### Task description
With the first line as the start and the line containing "for ordering guarantees." as the end, write out every line of the records exactly.
======== Stored data
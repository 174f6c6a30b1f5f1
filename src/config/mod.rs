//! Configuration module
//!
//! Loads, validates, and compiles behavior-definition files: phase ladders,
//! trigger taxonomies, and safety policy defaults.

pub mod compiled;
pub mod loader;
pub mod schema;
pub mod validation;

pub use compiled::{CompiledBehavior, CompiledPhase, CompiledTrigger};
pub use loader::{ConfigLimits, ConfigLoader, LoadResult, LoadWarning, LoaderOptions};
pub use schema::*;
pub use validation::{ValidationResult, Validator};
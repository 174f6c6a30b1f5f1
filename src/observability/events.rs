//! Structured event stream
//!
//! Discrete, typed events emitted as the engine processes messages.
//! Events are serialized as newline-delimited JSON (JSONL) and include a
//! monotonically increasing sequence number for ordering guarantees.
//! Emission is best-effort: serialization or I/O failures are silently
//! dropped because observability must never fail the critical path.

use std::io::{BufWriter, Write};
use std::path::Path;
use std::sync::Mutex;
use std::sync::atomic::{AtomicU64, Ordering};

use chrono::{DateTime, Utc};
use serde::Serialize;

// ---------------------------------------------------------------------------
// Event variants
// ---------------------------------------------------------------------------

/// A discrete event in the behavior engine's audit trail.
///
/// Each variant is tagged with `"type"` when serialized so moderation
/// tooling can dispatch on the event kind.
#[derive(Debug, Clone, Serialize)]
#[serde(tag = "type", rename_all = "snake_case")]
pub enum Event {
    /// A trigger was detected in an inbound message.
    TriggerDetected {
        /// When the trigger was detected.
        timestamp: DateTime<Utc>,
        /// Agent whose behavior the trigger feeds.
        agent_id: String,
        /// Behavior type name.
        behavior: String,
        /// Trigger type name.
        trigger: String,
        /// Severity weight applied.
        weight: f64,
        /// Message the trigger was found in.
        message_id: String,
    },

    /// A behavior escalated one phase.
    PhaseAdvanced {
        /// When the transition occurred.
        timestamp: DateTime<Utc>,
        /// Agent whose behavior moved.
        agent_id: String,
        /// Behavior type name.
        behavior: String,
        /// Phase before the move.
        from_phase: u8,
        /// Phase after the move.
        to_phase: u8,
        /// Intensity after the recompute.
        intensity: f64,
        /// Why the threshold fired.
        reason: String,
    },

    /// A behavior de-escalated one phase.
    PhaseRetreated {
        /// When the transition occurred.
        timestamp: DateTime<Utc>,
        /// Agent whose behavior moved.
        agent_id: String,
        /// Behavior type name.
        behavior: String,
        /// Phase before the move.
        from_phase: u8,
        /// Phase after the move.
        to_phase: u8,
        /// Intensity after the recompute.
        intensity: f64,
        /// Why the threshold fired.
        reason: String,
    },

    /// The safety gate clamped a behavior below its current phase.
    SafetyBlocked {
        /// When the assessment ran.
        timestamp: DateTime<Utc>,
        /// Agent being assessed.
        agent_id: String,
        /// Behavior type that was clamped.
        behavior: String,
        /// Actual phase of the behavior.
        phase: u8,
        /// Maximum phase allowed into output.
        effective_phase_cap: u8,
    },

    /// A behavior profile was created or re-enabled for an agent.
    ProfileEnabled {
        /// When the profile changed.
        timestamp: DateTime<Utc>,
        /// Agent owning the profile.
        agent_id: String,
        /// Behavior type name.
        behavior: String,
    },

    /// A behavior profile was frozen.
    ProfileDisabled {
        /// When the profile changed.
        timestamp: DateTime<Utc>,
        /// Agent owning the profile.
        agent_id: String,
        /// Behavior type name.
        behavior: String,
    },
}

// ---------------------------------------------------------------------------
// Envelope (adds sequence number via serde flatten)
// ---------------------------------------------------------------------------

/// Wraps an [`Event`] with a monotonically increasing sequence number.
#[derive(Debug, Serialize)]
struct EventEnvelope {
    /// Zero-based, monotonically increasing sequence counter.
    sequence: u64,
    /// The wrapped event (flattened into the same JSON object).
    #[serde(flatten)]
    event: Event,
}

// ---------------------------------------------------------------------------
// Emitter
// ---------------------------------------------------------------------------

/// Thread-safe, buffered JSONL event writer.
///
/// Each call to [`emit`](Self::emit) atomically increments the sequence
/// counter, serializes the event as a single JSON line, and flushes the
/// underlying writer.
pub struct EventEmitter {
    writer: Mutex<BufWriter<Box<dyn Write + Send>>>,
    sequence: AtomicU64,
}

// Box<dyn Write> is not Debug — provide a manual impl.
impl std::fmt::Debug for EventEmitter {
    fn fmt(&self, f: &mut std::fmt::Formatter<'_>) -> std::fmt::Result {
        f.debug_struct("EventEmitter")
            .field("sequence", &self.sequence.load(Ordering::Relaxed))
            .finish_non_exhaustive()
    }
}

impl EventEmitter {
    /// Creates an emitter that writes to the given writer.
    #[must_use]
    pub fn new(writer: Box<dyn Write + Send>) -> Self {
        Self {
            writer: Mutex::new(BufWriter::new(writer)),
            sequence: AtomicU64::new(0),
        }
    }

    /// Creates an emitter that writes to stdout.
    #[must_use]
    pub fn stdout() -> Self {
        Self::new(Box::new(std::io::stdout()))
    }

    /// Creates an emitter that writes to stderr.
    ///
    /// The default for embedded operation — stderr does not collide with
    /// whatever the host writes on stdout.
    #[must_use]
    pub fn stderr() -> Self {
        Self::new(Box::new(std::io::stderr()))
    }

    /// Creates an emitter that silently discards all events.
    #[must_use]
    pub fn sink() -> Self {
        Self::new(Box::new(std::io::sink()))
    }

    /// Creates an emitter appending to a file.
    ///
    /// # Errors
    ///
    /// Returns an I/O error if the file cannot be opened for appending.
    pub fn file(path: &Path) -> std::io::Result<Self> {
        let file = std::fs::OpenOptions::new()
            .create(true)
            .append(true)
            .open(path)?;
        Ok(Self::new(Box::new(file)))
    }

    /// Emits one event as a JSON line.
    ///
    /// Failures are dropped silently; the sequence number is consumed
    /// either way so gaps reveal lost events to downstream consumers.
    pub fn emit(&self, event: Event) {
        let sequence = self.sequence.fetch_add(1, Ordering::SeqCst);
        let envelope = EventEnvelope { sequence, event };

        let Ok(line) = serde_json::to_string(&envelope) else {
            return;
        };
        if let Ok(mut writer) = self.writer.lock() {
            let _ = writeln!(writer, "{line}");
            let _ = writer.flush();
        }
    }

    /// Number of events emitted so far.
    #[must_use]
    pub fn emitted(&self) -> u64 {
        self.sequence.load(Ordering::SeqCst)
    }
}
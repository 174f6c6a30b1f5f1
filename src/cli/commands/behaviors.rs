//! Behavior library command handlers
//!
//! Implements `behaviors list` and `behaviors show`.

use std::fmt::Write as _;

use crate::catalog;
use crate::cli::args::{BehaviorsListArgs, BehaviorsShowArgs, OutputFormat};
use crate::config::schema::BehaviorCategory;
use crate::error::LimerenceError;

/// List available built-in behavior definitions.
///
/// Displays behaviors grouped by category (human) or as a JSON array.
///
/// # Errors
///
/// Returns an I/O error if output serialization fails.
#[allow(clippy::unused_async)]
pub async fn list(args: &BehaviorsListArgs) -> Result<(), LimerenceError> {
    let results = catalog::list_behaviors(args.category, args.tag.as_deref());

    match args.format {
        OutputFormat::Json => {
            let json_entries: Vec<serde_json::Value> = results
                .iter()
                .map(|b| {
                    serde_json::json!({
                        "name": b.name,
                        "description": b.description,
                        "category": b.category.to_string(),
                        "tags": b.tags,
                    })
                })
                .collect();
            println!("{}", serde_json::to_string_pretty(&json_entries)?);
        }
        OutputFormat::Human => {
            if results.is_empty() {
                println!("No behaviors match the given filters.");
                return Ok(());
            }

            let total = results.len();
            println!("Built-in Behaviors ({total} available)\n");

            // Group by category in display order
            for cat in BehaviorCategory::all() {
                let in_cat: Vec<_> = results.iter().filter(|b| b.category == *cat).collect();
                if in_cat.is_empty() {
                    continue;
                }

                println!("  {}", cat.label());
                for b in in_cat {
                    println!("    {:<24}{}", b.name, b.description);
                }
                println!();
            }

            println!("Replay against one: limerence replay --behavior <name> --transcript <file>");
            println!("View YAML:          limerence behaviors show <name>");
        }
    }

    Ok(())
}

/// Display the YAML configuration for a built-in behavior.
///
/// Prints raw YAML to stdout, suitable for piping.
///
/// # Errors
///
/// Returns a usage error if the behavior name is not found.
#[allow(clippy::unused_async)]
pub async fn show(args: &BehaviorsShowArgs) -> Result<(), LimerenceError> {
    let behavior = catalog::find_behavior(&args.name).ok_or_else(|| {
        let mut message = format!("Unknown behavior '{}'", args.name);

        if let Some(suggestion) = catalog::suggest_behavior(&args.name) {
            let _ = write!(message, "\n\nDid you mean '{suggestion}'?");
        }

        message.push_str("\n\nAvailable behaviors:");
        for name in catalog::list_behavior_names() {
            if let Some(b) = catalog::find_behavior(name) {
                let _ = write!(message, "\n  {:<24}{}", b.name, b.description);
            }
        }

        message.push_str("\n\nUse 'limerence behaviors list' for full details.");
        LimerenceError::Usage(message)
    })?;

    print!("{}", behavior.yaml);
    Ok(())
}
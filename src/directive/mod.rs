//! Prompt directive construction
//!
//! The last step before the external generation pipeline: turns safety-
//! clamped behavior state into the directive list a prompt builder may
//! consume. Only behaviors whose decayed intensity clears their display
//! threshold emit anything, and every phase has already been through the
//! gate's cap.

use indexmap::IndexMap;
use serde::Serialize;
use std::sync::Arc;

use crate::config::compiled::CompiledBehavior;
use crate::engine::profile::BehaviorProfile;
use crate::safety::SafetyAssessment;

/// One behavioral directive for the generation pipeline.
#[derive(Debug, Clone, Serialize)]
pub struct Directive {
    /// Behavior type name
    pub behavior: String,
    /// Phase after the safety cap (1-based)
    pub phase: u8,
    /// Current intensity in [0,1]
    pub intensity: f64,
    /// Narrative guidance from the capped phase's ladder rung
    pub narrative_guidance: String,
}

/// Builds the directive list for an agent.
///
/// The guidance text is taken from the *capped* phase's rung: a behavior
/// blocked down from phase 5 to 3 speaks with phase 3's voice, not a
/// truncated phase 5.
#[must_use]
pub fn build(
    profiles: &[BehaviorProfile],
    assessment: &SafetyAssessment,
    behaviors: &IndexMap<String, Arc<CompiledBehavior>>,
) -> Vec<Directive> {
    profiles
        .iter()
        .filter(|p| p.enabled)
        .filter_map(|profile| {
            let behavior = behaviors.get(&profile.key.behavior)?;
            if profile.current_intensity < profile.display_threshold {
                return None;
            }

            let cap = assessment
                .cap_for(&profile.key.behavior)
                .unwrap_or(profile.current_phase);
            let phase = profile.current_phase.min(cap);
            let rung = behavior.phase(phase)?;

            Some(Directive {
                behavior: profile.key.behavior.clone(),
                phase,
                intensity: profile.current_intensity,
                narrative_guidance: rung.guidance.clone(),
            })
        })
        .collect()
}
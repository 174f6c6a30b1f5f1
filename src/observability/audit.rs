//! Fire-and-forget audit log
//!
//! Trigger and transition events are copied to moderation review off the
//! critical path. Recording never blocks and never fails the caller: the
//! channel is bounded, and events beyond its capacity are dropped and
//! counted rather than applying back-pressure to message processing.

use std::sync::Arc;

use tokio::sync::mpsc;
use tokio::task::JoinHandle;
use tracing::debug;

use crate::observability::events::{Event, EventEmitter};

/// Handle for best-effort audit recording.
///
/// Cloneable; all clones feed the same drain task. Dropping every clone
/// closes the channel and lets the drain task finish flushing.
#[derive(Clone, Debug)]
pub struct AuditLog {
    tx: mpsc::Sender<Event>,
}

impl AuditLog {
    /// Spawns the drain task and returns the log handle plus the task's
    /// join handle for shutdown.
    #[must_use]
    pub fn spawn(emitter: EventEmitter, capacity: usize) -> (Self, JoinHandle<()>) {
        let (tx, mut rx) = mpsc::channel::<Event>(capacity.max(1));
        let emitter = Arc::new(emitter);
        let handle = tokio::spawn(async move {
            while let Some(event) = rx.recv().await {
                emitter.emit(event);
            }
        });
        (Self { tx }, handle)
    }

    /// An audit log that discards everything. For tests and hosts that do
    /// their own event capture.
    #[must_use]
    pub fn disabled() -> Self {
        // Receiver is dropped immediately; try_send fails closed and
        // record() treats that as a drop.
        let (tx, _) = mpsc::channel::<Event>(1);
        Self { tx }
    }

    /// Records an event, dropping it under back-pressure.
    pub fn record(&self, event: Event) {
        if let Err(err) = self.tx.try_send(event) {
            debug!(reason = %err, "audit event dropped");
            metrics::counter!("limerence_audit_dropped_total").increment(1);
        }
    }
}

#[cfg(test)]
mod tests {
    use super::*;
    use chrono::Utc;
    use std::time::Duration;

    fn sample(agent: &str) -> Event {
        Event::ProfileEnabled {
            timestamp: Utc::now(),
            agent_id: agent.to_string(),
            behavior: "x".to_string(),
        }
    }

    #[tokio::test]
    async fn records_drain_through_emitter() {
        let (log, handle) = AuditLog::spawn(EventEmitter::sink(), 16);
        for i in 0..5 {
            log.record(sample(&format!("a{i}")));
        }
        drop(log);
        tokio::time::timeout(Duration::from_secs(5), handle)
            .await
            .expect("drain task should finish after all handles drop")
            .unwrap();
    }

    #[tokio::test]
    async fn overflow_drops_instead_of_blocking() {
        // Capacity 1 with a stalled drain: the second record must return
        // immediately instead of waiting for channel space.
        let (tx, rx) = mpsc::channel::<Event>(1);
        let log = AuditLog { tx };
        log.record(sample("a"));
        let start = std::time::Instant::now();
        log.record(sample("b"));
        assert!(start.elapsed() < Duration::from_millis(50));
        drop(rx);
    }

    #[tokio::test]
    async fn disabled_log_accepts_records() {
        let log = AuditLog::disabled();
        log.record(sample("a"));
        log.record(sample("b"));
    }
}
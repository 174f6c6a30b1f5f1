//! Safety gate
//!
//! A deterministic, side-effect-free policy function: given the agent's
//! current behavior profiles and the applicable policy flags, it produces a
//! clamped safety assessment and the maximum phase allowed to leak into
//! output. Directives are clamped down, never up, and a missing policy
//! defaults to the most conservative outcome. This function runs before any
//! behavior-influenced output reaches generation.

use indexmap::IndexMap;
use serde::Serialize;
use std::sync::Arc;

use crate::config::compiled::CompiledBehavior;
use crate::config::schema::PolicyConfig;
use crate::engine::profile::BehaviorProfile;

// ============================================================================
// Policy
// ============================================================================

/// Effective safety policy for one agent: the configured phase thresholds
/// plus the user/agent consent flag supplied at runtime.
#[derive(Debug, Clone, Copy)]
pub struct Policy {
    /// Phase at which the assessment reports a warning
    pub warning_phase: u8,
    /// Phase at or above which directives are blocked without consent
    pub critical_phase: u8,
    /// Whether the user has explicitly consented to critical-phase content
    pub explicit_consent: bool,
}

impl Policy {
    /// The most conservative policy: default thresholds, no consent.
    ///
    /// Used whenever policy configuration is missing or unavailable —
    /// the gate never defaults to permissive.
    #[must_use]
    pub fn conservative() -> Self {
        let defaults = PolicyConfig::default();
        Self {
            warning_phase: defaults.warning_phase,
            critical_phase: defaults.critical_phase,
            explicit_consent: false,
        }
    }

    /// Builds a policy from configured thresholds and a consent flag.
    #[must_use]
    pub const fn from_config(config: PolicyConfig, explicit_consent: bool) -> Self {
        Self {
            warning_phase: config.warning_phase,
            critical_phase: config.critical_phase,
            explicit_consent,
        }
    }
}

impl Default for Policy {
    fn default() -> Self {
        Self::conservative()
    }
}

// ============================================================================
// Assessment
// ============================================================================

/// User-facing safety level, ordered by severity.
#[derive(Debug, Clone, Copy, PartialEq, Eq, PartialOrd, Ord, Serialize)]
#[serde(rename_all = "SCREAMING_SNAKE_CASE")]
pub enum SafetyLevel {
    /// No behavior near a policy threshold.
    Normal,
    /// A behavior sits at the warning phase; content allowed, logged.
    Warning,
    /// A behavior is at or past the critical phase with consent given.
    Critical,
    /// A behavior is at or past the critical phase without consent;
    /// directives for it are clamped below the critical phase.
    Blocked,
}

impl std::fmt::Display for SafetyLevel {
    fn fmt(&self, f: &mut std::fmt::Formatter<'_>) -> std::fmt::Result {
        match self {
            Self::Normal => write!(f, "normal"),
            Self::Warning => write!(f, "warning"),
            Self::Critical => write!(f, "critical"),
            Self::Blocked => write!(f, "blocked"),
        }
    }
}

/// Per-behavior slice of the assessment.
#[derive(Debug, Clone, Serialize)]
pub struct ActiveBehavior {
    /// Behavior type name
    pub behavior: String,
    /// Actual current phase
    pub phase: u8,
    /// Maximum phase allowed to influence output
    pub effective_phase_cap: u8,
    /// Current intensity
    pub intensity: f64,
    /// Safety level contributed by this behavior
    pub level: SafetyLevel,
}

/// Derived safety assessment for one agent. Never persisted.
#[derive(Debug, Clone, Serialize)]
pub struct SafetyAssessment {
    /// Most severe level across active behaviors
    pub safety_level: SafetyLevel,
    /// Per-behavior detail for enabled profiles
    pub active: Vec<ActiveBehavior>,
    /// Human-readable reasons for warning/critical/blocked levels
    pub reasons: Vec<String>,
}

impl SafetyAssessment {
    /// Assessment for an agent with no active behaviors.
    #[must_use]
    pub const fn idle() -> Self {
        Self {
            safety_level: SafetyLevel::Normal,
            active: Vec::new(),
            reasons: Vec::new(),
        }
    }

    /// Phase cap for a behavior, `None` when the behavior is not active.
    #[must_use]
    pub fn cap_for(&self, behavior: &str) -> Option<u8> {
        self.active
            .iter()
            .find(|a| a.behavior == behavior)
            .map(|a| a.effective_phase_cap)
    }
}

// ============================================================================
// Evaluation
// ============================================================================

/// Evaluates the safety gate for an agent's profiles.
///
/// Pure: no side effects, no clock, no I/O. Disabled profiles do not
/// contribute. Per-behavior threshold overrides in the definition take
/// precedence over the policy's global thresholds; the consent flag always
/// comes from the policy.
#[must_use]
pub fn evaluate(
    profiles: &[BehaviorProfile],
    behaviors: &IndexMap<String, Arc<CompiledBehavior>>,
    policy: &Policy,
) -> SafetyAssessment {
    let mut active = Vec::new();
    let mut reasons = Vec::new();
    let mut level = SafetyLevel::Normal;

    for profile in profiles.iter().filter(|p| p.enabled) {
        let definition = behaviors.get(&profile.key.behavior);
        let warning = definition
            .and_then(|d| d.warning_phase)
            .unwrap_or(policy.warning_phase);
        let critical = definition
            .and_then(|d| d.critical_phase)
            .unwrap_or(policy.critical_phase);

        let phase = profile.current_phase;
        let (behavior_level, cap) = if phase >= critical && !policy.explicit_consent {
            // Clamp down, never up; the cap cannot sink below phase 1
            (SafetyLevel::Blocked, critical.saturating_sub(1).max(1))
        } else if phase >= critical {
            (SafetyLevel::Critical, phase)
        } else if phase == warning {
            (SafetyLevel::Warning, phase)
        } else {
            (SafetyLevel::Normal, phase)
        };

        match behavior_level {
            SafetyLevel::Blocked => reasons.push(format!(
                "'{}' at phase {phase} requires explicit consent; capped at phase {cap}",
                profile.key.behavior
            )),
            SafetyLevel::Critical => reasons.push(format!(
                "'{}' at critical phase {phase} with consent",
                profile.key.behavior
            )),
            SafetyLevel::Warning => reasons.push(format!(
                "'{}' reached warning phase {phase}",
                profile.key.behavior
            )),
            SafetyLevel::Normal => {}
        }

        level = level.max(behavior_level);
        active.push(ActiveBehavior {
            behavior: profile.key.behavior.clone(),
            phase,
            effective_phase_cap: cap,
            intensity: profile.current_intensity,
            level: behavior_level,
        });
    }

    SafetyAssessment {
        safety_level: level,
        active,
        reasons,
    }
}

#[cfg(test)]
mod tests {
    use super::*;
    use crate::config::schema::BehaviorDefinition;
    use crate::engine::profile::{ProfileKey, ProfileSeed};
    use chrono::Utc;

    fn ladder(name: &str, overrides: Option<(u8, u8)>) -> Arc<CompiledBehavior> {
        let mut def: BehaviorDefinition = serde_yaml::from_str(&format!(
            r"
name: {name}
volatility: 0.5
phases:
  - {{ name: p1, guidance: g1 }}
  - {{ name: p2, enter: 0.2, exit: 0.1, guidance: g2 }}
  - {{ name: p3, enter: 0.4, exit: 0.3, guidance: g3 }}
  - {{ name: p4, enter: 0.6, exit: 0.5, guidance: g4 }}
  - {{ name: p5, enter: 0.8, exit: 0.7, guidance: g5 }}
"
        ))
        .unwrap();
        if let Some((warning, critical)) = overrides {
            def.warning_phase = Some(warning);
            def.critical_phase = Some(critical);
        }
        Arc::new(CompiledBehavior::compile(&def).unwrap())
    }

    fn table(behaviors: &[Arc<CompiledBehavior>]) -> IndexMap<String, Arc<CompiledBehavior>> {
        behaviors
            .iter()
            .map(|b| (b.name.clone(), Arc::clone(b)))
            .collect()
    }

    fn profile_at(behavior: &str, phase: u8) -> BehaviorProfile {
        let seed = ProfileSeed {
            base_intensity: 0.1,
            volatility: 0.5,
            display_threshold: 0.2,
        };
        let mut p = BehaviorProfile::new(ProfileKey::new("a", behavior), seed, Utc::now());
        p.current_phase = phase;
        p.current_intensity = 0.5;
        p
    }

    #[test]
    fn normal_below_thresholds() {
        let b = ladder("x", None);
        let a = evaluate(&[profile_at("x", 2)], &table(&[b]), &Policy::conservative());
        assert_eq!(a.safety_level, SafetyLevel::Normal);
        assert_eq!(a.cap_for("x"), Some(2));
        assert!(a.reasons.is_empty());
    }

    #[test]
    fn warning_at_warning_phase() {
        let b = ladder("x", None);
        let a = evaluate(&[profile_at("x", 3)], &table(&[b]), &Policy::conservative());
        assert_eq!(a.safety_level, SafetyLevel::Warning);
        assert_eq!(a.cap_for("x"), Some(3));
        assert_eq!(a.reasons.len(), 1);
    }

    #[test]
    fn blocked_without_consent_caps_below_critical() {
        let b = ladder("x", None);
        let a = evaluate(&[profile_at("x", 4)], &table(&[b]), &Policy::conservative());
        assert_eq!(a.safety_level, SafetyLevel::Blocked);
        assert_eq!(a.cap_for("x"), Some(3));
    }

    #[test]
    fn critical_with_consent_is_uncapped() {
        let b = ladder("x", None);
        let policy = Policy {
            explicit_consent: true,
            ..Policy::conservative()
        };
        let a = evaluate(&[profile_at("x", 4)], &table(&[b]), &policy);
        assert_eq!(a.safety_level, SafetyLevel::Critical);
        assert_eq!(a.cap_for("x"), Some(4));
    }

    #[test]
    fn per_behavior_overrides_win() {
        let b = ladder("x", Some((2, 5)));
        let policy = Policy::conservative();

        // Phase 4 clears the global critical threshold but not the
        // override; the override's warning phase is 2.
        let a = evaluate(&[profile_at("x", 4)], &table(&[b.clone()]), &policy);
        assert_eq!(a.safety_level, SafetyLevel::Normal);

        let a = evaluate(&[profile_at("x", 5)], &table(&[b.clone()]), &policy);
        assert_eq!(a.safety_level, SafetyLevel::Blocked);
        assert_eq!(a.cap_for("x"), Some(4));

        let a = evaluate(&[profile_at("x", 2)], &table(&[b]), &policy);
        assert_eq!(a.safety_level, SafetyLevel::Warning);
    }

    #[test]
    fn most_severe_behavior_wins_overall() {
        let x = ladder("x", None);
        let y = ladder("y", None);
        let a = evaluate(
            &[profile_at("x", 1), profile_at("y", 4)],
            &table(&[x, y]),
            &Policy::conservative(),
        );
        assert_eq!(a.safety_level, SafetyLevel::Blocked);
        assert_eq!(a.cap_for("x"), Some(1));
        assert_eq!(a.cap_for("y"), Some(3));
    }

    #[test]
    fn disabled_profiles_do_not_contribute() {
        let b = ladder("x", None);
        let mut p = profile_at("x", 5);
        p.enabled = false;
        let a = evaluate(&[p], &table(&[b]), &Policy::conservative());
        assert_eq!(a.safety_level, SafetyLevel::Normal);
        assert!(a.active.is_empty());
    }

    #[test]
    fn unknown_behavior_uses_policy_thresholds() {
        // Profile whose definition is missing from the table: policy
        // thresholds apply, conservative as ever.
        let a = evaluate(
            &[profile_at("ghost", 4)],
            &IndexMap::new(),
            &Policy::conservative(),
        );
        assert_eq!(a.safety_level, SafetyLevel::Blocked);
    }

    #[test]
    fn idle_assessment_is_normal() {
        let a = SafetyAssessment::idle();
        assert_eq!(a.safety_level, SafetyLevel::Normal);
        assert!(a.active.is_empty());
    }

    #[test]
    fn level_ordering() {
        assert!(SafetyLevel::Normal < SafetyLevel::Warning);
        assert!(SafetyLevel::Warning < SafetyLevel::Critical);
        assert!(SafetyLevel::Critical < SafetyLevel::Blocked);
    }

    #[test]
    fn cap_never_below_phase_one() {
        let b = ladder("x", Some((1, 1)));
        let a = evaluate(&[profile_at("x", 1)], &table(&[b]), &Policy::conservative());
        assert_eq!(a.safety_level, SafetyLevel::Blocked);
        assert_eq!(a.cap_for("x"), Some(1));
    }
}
================
### Answer section
repository 174f6c6a30b1f5f1
filename src/config/mod.rs
//! Configuration module
//!
//! Loads, validates, and compiles behavior-definition files: phase ladders,
//! trigger taxonomies, and safety policy defaults.

pub mod compiled;
pub mod loader;
pub mod schema;
pub mod validation;

pub use compiled::{CompiledBehavior, CompiledPhase, CompiledTrigger};
pub use loader::{ConfigLimits, ConfigLoader, LoadResult, LoadWarning, LoaderOptions};
pub use schema::*;
pub use validation::{ValidationResult, Validator};
repository 174f6c6a30b1f5f1
filename src/observability/events.rs
//! Structured event stream
//!
//! Discrete, typed events emitted as the engine processes messages.
//! Events are serialized as newline-delimited JSON (JSONL) and include a
//! monotonically increasing sequence number for ordering guarantees.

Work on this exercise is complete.